Community Dialog Sparks Ideas for a Health-Based Approach to Drug Policy

A community dialog on local policy around drug use and related health issues, hosted by Syracuse University’s College of Human Ecology, in collaboration with the New York Academy of Medicine (NYAM), the Drug Policy Alliance and Families Rally for Emancipation and Empowerment (FREE), was held Monday, Aug. 2, at Syracuse University’s Schine Student Center.

The two-hour event attracted Syracuse community members in recovery, members of the Center for Community Alternatives, students from SU, Health care professionals and representatives of government, religious and educational organizations.

“I’m a concerned citizen. [I am here because] I want to have the information that will help our community heal,” said Claude Greene, Pastor of the House of Prayer E Ministries on what drew him to the event.

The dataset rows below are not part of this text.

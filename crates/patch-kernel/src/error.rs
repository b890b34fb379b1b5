//! Error types for the patch kernel.
//!
//! Two families live here:
//! - Residency results (`UnassignedParticle`, `DirectoryCleared`): a particle is
//!   not resident anywhere known right now. Callers treat these as "retry later".
//! - Protocol violations (everything else): a logic error in the surrounding
//!   scheduler. These abort the step; nothing in the kernel retries them.

use thiserror::Error;

use crate::ids::{ComputeId, ParticleId, PatchId};
use crate::rendezvous::BoxKind;

/// Identity of a box for diagnostics: which patch owns it and what it carries.
#[derive(Debug, Clone, Copy, PartialEq, Eq, Hash)]
pub struct BoxLabel {
    pub patch: PatchId,
    pub kind: BoxKind,
}

impl std::fmt::Display for BoxLabel {
    fn fmt(&self, f: &mut std::fmt::Formatter<'_>) -> std::fmt::Result {
        write!(f, "patch {} {}", self.patch, self.kind)
    }
}

/// Errors raised by the directory, the box rendezvous and the collectors.
#[derive(Error, Debug, Clone, PartialEq, Eq)]
pub enum KernelError {
    /// The directory holds the unassigned sentinel for this particle.
    #[error("particle {0} is not assigned to any patch")]
    UnassignedParticle(ParticleId),

    /// The directory was cleared and nothing has been registered since.
    #[error("atom map is cleared; lookup of particle {0} refused until re-registration")]
    DirectoryCleared(ParticleId),

    /// The particle id does not fit the allocated table.
    #[error("particle {id} outside atom map capacity {capacity}")]
    ParticleOutOfRange { id: ParticleId, capacity: usize },

    /// The compute already holds a handle on this box.
    #[error("compute {task} already registered on {label}")]
    AlreadyRegistered { label: BoxLabel, task: ComputeId },

    /// `open` was called on a box that is not idle.
    #[error("{label} already open (cycle {cycle})")]
    AlreadyOpen { label: BoxLabel, cycle: u64 },

    /// Consumer or owner call on a box that is not open.
    #[error("{label} is not open")]
    NotOpen { label: BoxLabel },

    /// The handle was already spent this cycle.
    #[error("compute {task} used its handle on {label} twice in cycle {cycle}")]
    DoubleUse {
        label: BoxLabel,
        task: ComputeId,
        cycle: u64,
    },

    /// The handle does not belong to a live registration on this box.
    #[error("compute {task} holds no live registration on {label}")]
    UnknownHandle { label: BoxLabel, task: ComputeId },

    /// A deposit was attempted on a read-only box.
    #[error("{label} is read-only; deposit by compute {task} rejected")]
    WrongMode { label: BoxLabel, task: ComputeId },

    /// A deposit does not cover exactly the atoms published for this cycle.
    #[error("compute {task} deposited {got} values on {label}, expected {expected}")]
    DepositLength {
        label: BoxLabel,
        task: ComputeId,
        expected: usize,
        got: usize,
    },

    /// Owner tried to close a deposit box; those close on their last deposit.
    #[error("{label} closes on its last deposit, not by owner call")]
    ClosedByDeposits { label: BoxLabel },

    /// More deposits arrived than the box expected this cycle.
    #[error("{label} received more deposits than registered computes in cycle {cycle}")]
    CycleExhausted { label: BoxLabel, cycle: u64 },

    /// A contribution arrived for a sequence number that was already delivered.
    #[error("sequence {seq} of {collection} already delivered; contribution rejected")]
    SequenceAlreadyDelivered {
        collection: &'static str,
        seq: u64,
    },

    /// A contribution would open a frame at or below the forgotten horizon.
    #[error("sequence {seq} of {collection} is not past horizon {horizon}; contribution rejected")]
    SequenceExpired {
        collection: &'static str,
        seq: u64,
        horizon: u64,
    },

    /// Particle ids and values of one contribution differ in length.
    #[error("contribution to sequence {seq} has {ids} ids but {values} values")]
    ContributionMismatch { seq: u64, ids: usize, values: usize },

    /// Membership may only change while every box of the patch is closed.
    #[error("patch {patch} has {open} boxes open; membership change refused")]
    BoxesOpen { patch: PatchId, open: usize },
}

impl KernelError {
    /// True for logic errors in the surrounding scheduler.
    ///
    /// Residency failures return false: migration leaves short windows in which a
    /// particle is legitimately not resident anywhere.
    pub fn is_protocol_violation(&self) -> bool {
        !matches!(
            self,
            KernelError::UnassignedParticle(_) | KernelError::DirectoryCleared(_)
        )
    }
}

/// Result alias used throughout the kernel.
pub type Result<T> = std::result::Result<T, KernelError>;

#[cfg(test)]
mod tests {
    use super::*;

    #[test]
    fn test_residency_errors_are_recoverable() {
        assert!(!KernelError::UnassignedParticle(3).is_protocol_violation());
        assert!(!KernelError::DirectoryCleared(3).is_protocol_violation());
    }

    #[test]
    fn test_double_use_is_protocol_violation() {
        let err = KernelError::DoubleUse {
            label: BoxLabel {
                patch: PatchId(2),
                kind: BoxKind::Force,
            },
            task: ComputeId(7),
            cycle: 4,
        };
        assert!(err.is_protocol_violation());
        assert_eq!(
            err.to_string(),
            "compute 7 used its handle on patch 2 force box twice in cycle 4"
        );
    }
}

Attendees discuss ideas for a Drug Policy Alliance blueprint.

Incidentally, the consultation focused specifically on a health approach to drug policy and was one in a series that have taken place throughout cities in New York State including Newburgh, Rochester, Buffalo and some boroughs of New York City and will continue to cover cities state-wide. The dialog was designed to give community input in the creation of what the Drug Policy Alliance has termed a “blueprint” of an alternative to the current criminal justice approach to drug policy. The forum specifically sought to answer what a health-based approach to drug policy would look like.

The blueprint would not be complete if it came out of New York City only and if it didn’t include the input of community members who are most affected by these policies, said Gabriel Sayegh, State Director of the New York Drug Policy Alliance, who moderated the event.

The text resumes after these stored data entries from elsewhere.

impl ExperimentRunner {
    /// Create a runner using a soft-spring force field from the config.
    pub fn new(config: ExperimentConfig) -> Self {
        let field = Arc::new(SoftSpring {
            k: config.spring_constant,
            cutoff: config.cutoff,
        });
        Self { config, field }
    }

    /// Replace the force field.
    pub fn with_force_field(mut self, field: Arc<dyn ForceField>) -> Self {
        self.field = field;
        self
    }

    pub async fn run(&self) -> Result<ExperimentResult> {
        self.config.validate()?;
        let config = &self.config;
        let started_at = Utc::now();
        let run_id = Uuid::new_v4();
        let decomposition = Decomposition::new(config.grid, config.half_width);

        let particles = ParticleGenerator::new(GeneratorConfig {
            particles: config.particles,
            half_width: config.half_width,
            max_velocity: config.max_velocity,
            seed: config.seed,
        })
        .generate();
        let mut velocities: Vec<Vector> = particles.iter().map(|p| p.velocity).collect();
        let initial_atoms: Vec<CompAtom> = particles
            .iter()
            .map(|p| CompAtom {
                id: p.id,
                position: p.position,
            })
            .collect();

        let (signal_tx, mut signal_rx) = mpsc::unbounded_channel();
        let mut kernel = KernelBuilder::new(config.kernel_config())
            .integrator(Arc::new(ChannelIntegrator::new(signal_tx)))
            .build(&decomposition.patch_ids());

        let mut runtime = ActonApp::launch_async().await;
        let (frame_tx, mut frame_rx) = mpsc::channel::<FrameAssembled>(1000);
        spawn_frame_observer(&mut runtime, frame_tx).await;
        let (rejected_tx, mut rejected_rx) = mpsc::channel::<CollectionRejected>(1000);
        spawn_rejection_observer(&mut runtime, rejected_tx).await;
        let collector = kernel.spawn_collector(&mut runtime).await;

        let tasks: Vec<Arc<ForceTask>> = decomposition
            .tasks()
            .iter()
            .map(|spec| ForceTask::register(spec, &mut kernel.patches).map(Arc::new))
            .collect::<Result<_>>()?;

        info!(
            %run_id,
            patches = kernel.patches.len(),
            tasks = tasks.len(),
            particles = config.particles,
            steps = config.steps,
            field = self.field.name(),
            "Starting step loop"
        );

        let lattice = Lattice::cube(config.edge());
        let mut pending_atoms = Some(initial_atoms);
        let mut steps = Vec::with_capacity(config.steps as usize);
        let mut output_steps = 0usize;
        let mut frames = Vec::new();
        let mut rejected_contributions = Vec::new();

        for step in 1..=config.steps {
            let step_started = Instant::now();

            // Migration phase
            let change = if let Some(atoms) = pending_atoms.take() {
                Some(assign(&mut kernel, &decomposition, atoms)?)
            } else if (step - 1) % config.migration_period == 0 {
                let atoms: Vec<CompAtom> = kernel
                    .patches
                    .iter()
                    .flat_map(|p| p.atoms().iter().copied())
                    .collect();
                Some(assign(&mut kernel, &decomposition, atoms)?)
            } else {
                None
            };
            let migration_tag = u32::from(change.is_some());

            for patch in &mut kernel.patches {
                patch.positions_ready(migration_tag)?;
            }

            // Force phase
            let handles: Vec<_> = tasks
                .iter()
                .map(|task| {
                    let task = task.clone();
                    let field = self.field.clone();
                    tokio::task::spawn_blocking(move || task.run(field.as_ref(), &decomposition))
                })
                .collect();
            let mut pairs_interacting = 0;
            for outcome in join_all(handles).await {
                let stats = outcome.context("force task panicked")??;
                pairs_interacting += stats.pairs_interacting;
            }

            wait_for_boxes(&mut signal_rx, kernel.patches.len(), step).await?;

            // Integration
            let mut max_force = 0.0f64;
            for patch in &mut kernel.patches {
                let forces = patch.results().total();
                let previous: Vec<CompAtom> = patch.atoms().to_vec();
                let atoms = patch.atoms_mut()?;
                for (atom, f) in atoms.iter_mut().zip(&forces) {
                    let v = &mut velocities[atom.id as usize];
                    let mut moved = atom.position;
                    for axis in 0..3 {
                        v[axis] += f[axis] * config.dt;
                        moved[axis] += v[axis] * config.dt;
                    }
                    atom.position = decomposition.wrap(moved);
                    max_force = max_force.max(norm(*f));
                }
                if config.averaged_positions {
                    let averaged = previous
                        .iter()
                        .zip(patch.atoms())
                        .map(|(old, new)| {
                            let d = decomposition.minimum_image(new.position, old.position);
                            CompAtom {
                                id: new.id,
                                position: decomposition.wrap([
                                    old.position[0] + 0.5 * d[0],
                                    old.position[1] + 0.5 * d[1],
                                    old.position[2] + 0.5 * d[2],
                                ]),
                            }
                        })
                        .collect();
                    patch.set_avg_atoms(averaged)?;
                }
            }

            // Output
            if config.output_period > 0 && step % config.output_period == 0 {
                output_steps += 1;
                for patch in &kernel.patches {
                    let ids: Vec<u32> = patch.atoms().iter().map(|a| a.id).collect();
                    let positions = patch.atoms().iter().map(|a| a.position).collect();
                    let patch_velocities = ids.iter().map(|&id| velocities[id as usize]).collect();
                    collector
                        .send(SubmitFrame {
                            seq: step,
                            patch: patch.id(),
                            kind: FrameKind::Positions {
                                lattice,
                                precision: config.precision,
                            },
                            ids: ids.clone(),
                            values: positions,
                        })
                        .await;
                    collector
                        .send(SubmitFrame {
                            seq: step,
                            patch: patch.id(),
                            kind: FrameKind::Velocities,
                            ids,
                            values: patch_velocities,
                        })
                        .await;
                }
            }

            // keep the observer channels moving so the collector never blocks
            drain_frames(&mut frame_rx, &mut frames);
            drain_rejections(&mut rejected_rx, &mut rejected_contributions);

            let change = change.unwrap_or_default();
            let metrics = StepMetrics {
                step,
                migrations: change.migrations,
                unassigned: change.unassigned,
                kinetic_energy: kinetic_energy(&velocities),
                momentum: momentum(&velocities),
                max_force,
                pairs_interacting,
                duration_ms: step_started.elapsed().as_millis() as u64,
            };
            debug!(
                step,
                migrations = metrics.migrations,
                kinetic = format!("{:.4}", metrics.kinetic_energy),
                max_force = format!("{:.3}", metrics.max_force),
                "Step complete"
            );
            steps.push(metrics);
        }

        // Collect frames still in flight
        let expected_frames = output_steps * 2;
        while frames.len() < expected_frames {
            match tokio::time::timeout(FRAME_TIMEOUT, frame_rx.recv()).await {
                Ok(Some(assembled)) => frames.push(summarize(&assembled)),
                Ok(None) => break,
                Err(_) => {
                    warn!(
                        received = frames.len(),
                        expected = expected_frames,
                        "Timed out waiting for frames"
                    );
                    break;
                }
            }
        }
        drain_rejections(&mut rejected_rx, &mut rejected_contributions);

        for task in tasks {
            if let Ok(task) = Arc::try_unwrap(task) {
                task.unregister(&mut kernel.patches)?;
            }
        }
        let map_check = kernel.atom_map.check_map();

        let _ = runtime.shutdown_all().await;

        let result = ExperimentResult {
            run_id,
            config: config.clone(),
            started_at,
            ended_at: Utc::now(),
            steps,
            frames,
            rejected_contributions,
            map_check,
        };
        info!(
            %run_id,
            migrations = result.total_migrations(),
            frames = result.frames.len(),
            rejected = result.rejected_contributions.len(),
            kinetic = format!("{:.4}", result.final_kinetic_energy()),
            "Run complete"
        );
        Ok(result)
    }
}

The areas of discussion included prevention, treatment, enforcement and war reduction. The discussion also pointed out the failures of the current criminal justice approach to drug policy.

“Because of over-criminalization from prevention to treatment to relapse, the whole system has been distorted, particularly for poor people and people of color,” said Marsha Weissman, Ph.D., Executive Director of the Center for Community Alternatives (CCA).

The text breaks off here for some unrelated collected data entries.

#[cfg(test)]
mod tests {
    use super::*;
    use crate::ids::PatchId;

    fn label(kind: BoxKind) -> BoxLabel {
        BoxLabel {
            patch: PatchId(0),
            kind,
        }
    }

    /// Accumulate box whose completions land in the returned vector.
    fn force_box() -> (OwnerBox<(), f64>, Arc<Mutex<Vec<Completion<f64>>>>) {
        let seen = Arc::new(Mutex::new(Vec::new()));
        let sink = seen.clone();
        let owner = OwnerBox::new(label(BoxKind::Force), BoxMode::Accumulate, move |c| {
            sink.lock().push(c)
        });
        (owner, seen)
    }

    #[test]
    fn test_completion_fires_on_last_deposit_only() {
        let (owner, seen) = force_box();
        let a = owner.register(ComputeId(1)).unwrap();
        let b = owner.register(ComputeId(2)).unwrap();
        let c = owner.register(ComputeId(3)).unwrap();

        owner.open(Arc::new(())).unwrap();
        owner.deposit(&b, 2.0).unwrap();
        assert!(seen.lock().is_empty());
        owner.deposit(&c, 3.0).unwrap();
        assert!(seen.lock().is_empty());
        assert_eq!(owner.remaining(), 1);
        owner.deposit(&a, 1.0).unwrap();

        let seen = seen.lock();
        assert_eq!(seen.len(), 1);
        let total: f64 = seen[0].deposits.iter().map(|(_, v)| v).sum();
        assert_eq!(total, 6.0);
        // registration order, not deposit order
        let order: Vec<u32> = seen[0].deposits.iter().map(|(id, _)| id.0).collect();
        assert_eq!(order, vec![1, 2, 3]);
        assert_eq!(owner.phase(), BoxPhase::Idle);
    }

    #[test]
    fn test_double_deposit_rejected_without_retrigger() {
        let (owner, seen) = force_box();
        let a = owner.register(ComputeId(1)).unwrap();
        let b = owner.register(ComputeId(2)).unwrap();

        owner.open(Arc::new(())).unwrap();
        owner.deposit(&a, 1.0).unwrap();
        let err = owner.deposit(&a, 1.0).unwrap_err();
        assert!(matches!(err, KernelError::DoubleUse { cycle: 1, .. }));

        owner.deposit(&b, 1.0).unwrap();
        // after completion the spent handle is still a double use, not a new cycle
        let err = owner.deposit(&b, 1.0).unwrap_err();
        assert!(matches!(err, KernelError::DoubleUse { .. }));
        assert_eq!(seen.lock().len(), 1);
    }

    #[test]
    fn test_handles_renew_each_cycle() {
        let (owner, seen) = force_box();
        let a = owner.register(ComputeId(1)).unwrap();

        for step in 0..3 {
            owner.open(Arc::new(())).unwrap();
            owner.deposit(&a, step as f64).unwrap();
        }
        let seen = seen.lock();
        let cycles: Vec<u64> = seen.iter().map(|c| c.cycle).collect();
        assert_eq!(cycles, vec![1, 2, 3]);
    }

    #[test]
    fn test_open_twice_fails() {
        let (owner, _) = force_box();
        owner.register(ComputeId(1)).unwrap();
        owner.open(Arc::new(())).unwrap();
        assert!(matches!(
            owner.open(Arc::new(())),
            Err(KernelError::AlreadyOpen { cycle: 1, .. })
        ));
    }

    #[test]
    fn test_zero_consumers_complete_on_open() {
        let (owner, seen) = force_box();
        owner.open(Arc::new(())).unwrap();
        assert_eq!(seen.lock().len(), 1);
        assert!(seen.lock()[0].deposits.is_empty());
        assert_eq!(owner.phase(), BoxPhase::Idle);
    }

    #[test]
    fn test_register_twice_fails() {
        let (owner, _) = force_box();
        owner.register(ComputeId(5)).unwrap();
        assert!(matches!(
            owner.register(ComputeId(5)),
            Err(KernelError::AlreadyRegistered { .. })
        ));
    }

    #[test]
    fn test_register_unregister_keeps_expected() {
        let (owner, _) = force_box();
        owner.register(ComputeId(1)).unwrap();
        let before = owner.expected();

        let handle = owner.register(ComputeId(2)).unwrap();
        owner.unregister(handle).unwrap();
        assert_eq!(owner.expected(), before);
    }

    #[test]
    fn test_handle_from_another_box_is_unknown() {
        let (owner, _) = force_box();
        let _own = owner.register(ComputeId(2)).unwrap();
        // same compute id, but the handle was issued by another box
        let (other, _) = force_box();
        let foreign = other.register(ComputeId(2)).unwrap();

        owner.open(Arc::new(())).unwrap();
        assert!(matches!(
            owner.deposit(&foreign, 1.0),
            Err(KernelError::UnknownHandle { .. })
        ));
    }

    #[test]
    fn test_read_box_allows_repeated_retrieval() {
        let closed = Arc::new(Mutex::new(Vec::new()));
        let sink = closed.clone();
        let owner: OwnerBox<Vec<u32>> =
            OwnerBox::new(label(BoxKind::Position), BoxMode::Read, move |c| {
                sink.lock().push(c.retrievals)
            });
        let a = owner.register(ComputeId(1)).unwrap();
        let b = owner.register(ComputeId(2)).unwrap();

        owner.open(Arc::new(vec![7, 8, 9])).unwrap();
        for _ in 0..5 {
            assert_eq!(*owner.retrieve(&a).unwrap(), vec![7, 8, 9]);
        }
        assert_eq!(*owner.retrieve(&b).unwrap(), vec![7, 8, 9]);
        assert_eq!(owner.phase(), BoxPhase::Open);
        assert!(closed.lock().is_empty());

        owner.close().unwrap();
        assert_eq!(*closed.lock(), vec![6]);
        assert!(matches!(
            owner.retrieve(&a),
            Err(KernelError::NotOpen { .. })
        ));
    }

    #[test]
    fn test_read_box_rejects_deposit() {
        let owner: OwnerBox<u32, u32> = OwnerBox::new(label(BoxKind::Position), BoxMode::Read, |_| {});
        let a = owner.register(ComputeId(1)).unwrap();
        owner.open(Arc::new(1)).unwrap();
        assert!(matches!(
            owner.deposit(&a, 3),
            Err(KernelError::WrongMode { .. })
        ));
    }

    #[test]
    fn test_accumulate_box_rejects_owner_close() {
        let (owner, _) = force_box();
        owner.register(ComputeId(1)).unwrap();
        owner.open(Arc::new(())).unwrap();
        assert!(matches!(
            owner.close(),
            Err(KernelError::ClosedByDeposits { .. })
        ));
    }

    #[test]
    fn test_deposit_check_rejects_without_spending_handle() {
        let seen = Arc::new(Mutex::new(Vec::new()));
        let sink = seen.clone();
        let owner: OwnerBox<usize, Vec<f64>> =
            OwnerBox::new(label(BoxKind::Force), BoxMode::Accumulate, move |c| {
                sink.lock().push(c.deposits.len())
            })
            .with_deposit_check(|task, expected: &usize, value: &Vec<f64>| {
                if value.len() == *expected {
                    Ok(())
                } else {
                    Err(KernelError::DepositLength {
                        label: label(BoxKind::Force),
                        task,
                        expected: *expected,
                        got: value.len(),
                    })
                }
            });
        let a = owner.register(ComputeId(1)).unwrap();

        owner.open(Arc::new(2)).unwrap();
        assert!(owner.deposit(&a, vec![1.0]).is_err());
        assert_eq!(owner.remaining(), 1);
        owner.deposit(&a, vec![1.0, 2.0]).unwrap();
        assert_eq!(*seen.lock(), vec![1]);
    }

    #[test]
    fn test_consumer_view_shares_the_owner_cycle() {
        let (owner, seen) = force_box();
        let a = owner.register(ComputeId(1)).unwrap();
        let owner = Arc::new(owner);
        let view = ConsumerBox::new(owner.clone());

        owner.open(Arc::new(())).unwrap();
        assert_eq!(view.phase(), BoxPhase::Open);
        view.retrieve(&a).unwrap();
        view.deposit(&a, 4.0).unwrap();
        assert_eq!(seen.lock()[0].deposits, vec![(ComputeId(1), 4.0)]);
        assert_eq!(view.cycle(), 1);
    }

    #[test]
    fn test_deposit_before_open_fails() {
        let (owner, _) = force_box();
        let a = owner.register(ComputeId(1)).unwrap();
        assert!(matches!(
            owner.deposit(&a, 1.0),
            Err(KernelError::NotOpen { .. })
        ));
    }
}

But concerns were raised that a health-based approach to drug policy could look like more of the same—another big institution dictating drug use and treatment policy.

Brian Greene and Claude Greene share comments during the event Aug. 2.

“Criminalizing everything doesn’t work,” said Emily NaPier, Research Associate, Justice Strategies, CCA. “But neither does over medicalizing everything. I would like to see more community grass roots organizations taking ownership of these issues.”

Community members then explored the issue of agency and how individuals could become a vehicle to help change the current system. “Early recovery is a very fearful time,” said FREE member Brian Greene on treatment. “What can I do as a community member, what alternative vibe can I give a recovering addict to want to stay off drugs?”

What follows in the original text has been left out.